[[ SUPPLIED MATERIAL, beginning ]]

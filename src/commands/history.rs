//! List stored runs from the discovery cache history

use crate::commands::utils::{load_settings, open_cache};
use crate::commands::Command;
use crate::config::Settings;
use crate::error::Result;
use crate::ui::UI;

pub struct HistoryCommand {
    base_path: Option<String>,
    limit: usize,
    settings: Option<Settings>,
}

impl HistoryCommand {
    pub fn new(base_path: Option<String>) -> Self {
        HistoryCommand {
            base_path,
            limit: usize::MAX,
            settings: None,
        }
    }

    pub fn with_limit(mut self, limit: usize) -> Self {
        self.limit = limit;
        self
    }

    pub fn with_settings(mut self, settings: Settings) -> Self {
        self.settings = Some(settings);
        self
    }
}

impl Command for HistoryCommand {
    fn execute(&self, ui: &mut dyn UI) -> Result<i32> {
        let settings = match &self.settings {
            Some(settings) => settings.clone(),
            None => load_settings(self.base_path.as_deref())?,
        };
        let Some(cache) = open_cache(&settings)? else {
            ui.warning("Discovery cache is disabled")?;
            return Ok(1);
        };

        let runs = cache.history();
        if runs.is_empty() {
            ui.output("No runs recorded")?;
            return Ok(0);
        }

        for run in runs.iter().take(self.limit) {
            let mut line = format!(
                "{}  {}  {}  {} total, {} passed, {} failed, {} skipped  {}ms",
                run.id,
                run.timestamp.format("%Y-%m-%d %H:%M:%S"),
                run.pattern,
                run.total,
                run.passed,
                run.failed,
                run.skipped,
                run.duration_ms
            );
            if !run.flags.is_empty() {
                line.push_str("  ");
                line.push_str(&run.flags.join(" "));
            }
            ui.output(&line)?;
        }
        Ok(0)
    }

    fn name(&self) -> &str {
        "history"
    }

    fn help(&self) -> &str {
        "List recent runs, newest first"
    }
}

[[ SUPPLIED MATERIAL, end ]]

YOUR TASK: Look through the entries and give the number of lines containing the word "Some". Add nothing else.

PROBLEM SOLUTION: 3